Early yesterday, Mr. Landis posted a PowerPoint presentation prepared by a retired doctor and longtime coach and adviser, Arnie Baker, as well as several hundred pages of documents related to the charges on his Web site, www.floydlandis.com.

The presentation highlights what are said to be a number of inconsistencies in both the paperwork and the results provided by the French lab that reported elevated ratios of testosterone to epitestosterone in Mr. Landis’ “A” and “B” samples, as well as the presence of synthetic testosterone.

“We have no reason to question the conclusions of the Chatenay-Malabry lab,” Tour de France director Christian Prudhomme said yesterday, referring to the town where the French lab is located.

The alleged inconsistencies were part of a motion that the cyclist’s attorney, Howard Jacobs, submitted to a U.S. Anti-Doping Agency review board seeking to have the case dismissed. That request was denied last month.

Mr. Landis is scheduled to present his formal appeal to a panel from the American Arbitration Society in late January or early February. He also could appeal to the Swiss-based Court of Arbitration for Sport.

Tour de France organizers already have said they no longer consider Mr. Landis the champion, elevating second-place finisher Oscar Pereiro instead. They also planned to begin proceedings to formally strip Mr. Landis’ title when the appeals process is exhausted.

Mr.
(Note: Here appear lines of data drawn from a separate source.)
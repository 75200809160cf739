#!/usr/bin/env -S cargo +nightly -Zscript
//! Generate seed corpus files for fuzzing.
//! Run: cargo +nightly -Zscript fuzz/generate_seeds.rs

fn v4_bmp(width: i32, height: i32, pixel_rows: &[&[u8]]) -> Vec<u8> {
    let mut bmp = vec![0u8; 122]; // 14 file header + 108 BITMAPV4HEADER
    bmp[0] = b'B'; bmp[1] = b'M';
    bmp[10..14].copy_from_slice(&122u32.to_le_bytes()); // data offset
    bmp[14..18].copy_from_slice(&108u32.to_le_bytes()); // DIB header size
    bmp[18..22].copy_from_slice(&width.to_le_bytes());
    bmp[22..26].copy_from_slice(&height.to_le_bytes());
    bmp[26..28].copy_from_slice(&1u16.to_le_bytes()); // planes
    bmp[28..30].copy_from_slice(&24u16.to_le_bytes()); // bpp
    for row in pixel_rows {
        bmp.extend_from_slice(row);
    }
    let len = bmp.len() as u32;
    bmp[2..6].copy_from_slice(&len.to_le_bytes()); // file size
    bmp
}

fn main() {
    use std::fs;
    let dir = "fuzz/corpus/fuzz_decode";
    fs::create_dir_all(dir).unwrap();

    // 1x1 red, padded to 4 bytes
    fs::write(format!("{dir}/v4_1x1.bmp"), v4_bmp(1, 1, &[&[0x00, 0x00, 0xff, 0x00]])).unwrap();

    // 3x2 bottom-up, 3 padding bytes per row
    let row = [0x10, 0x20, 0x30, 0x40, 0x50, 0x60, 0x70, 0x80, 0x90, 0, 0, 0];
    fs::write(format!("{dir}/v4_3x2.bmp"), v4_bmp(3, 2, &[&row, &row])).unwrap();

    // 2x2 top-down
    let row = [0xff; 8];
    fs::write(format!("{dir}/v4_2x2_topdown.bmp"), v4_bmp(2, -2, &[&row, &row])).unwrap();

    // Truncated/malformed seeds for edge coverage
    fs::write(format!("{dir}/empty.bin"), b"").unwrap();
    fs::write(format!("{dir}/bm_short.bin"), b"BM\x00\x00").unwrap();
    let mut info_header = v4_bmp(1, 1, &[&[0, 0, 0, 0]]);
    info_header[14..18].copy_from_slice(&40u32.to_le_bytes());
    fs::write(format!("{dir}/info_header.bmp"), info_header).unwrap();
    fs::write(format!("{dir}/zero_width.bmp"), v4_bmp(0, 1, &[&[0, 0, 0, 0]])).unwrap();

    println!("Generated seed corpus in {dir}/");
}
Landis’s positive test results were reported less than a week after his triumphant July 23 ride into Paris. In the days following the report, Mr. Landis contended a number of factors could have triggered the result — thyroid medication, cortisone injections for a damaged hip, his tendency to produce too much testosterone, even some whiskey he drank the night before his stirring win in Stage 17.

In the online presentation, Mr. Landis’s experts now contend the French lab erred in its analysis, incorrectly labeled samples and ignored the World Anti-Doping Agency testing standards and chain-of-custody protocol, among numerous other mistakes.

“The whole process has been full of errors,” Mr. Baker concludes at one point in the presentation.

USADA rules prohibit the agency from commenting on an active case.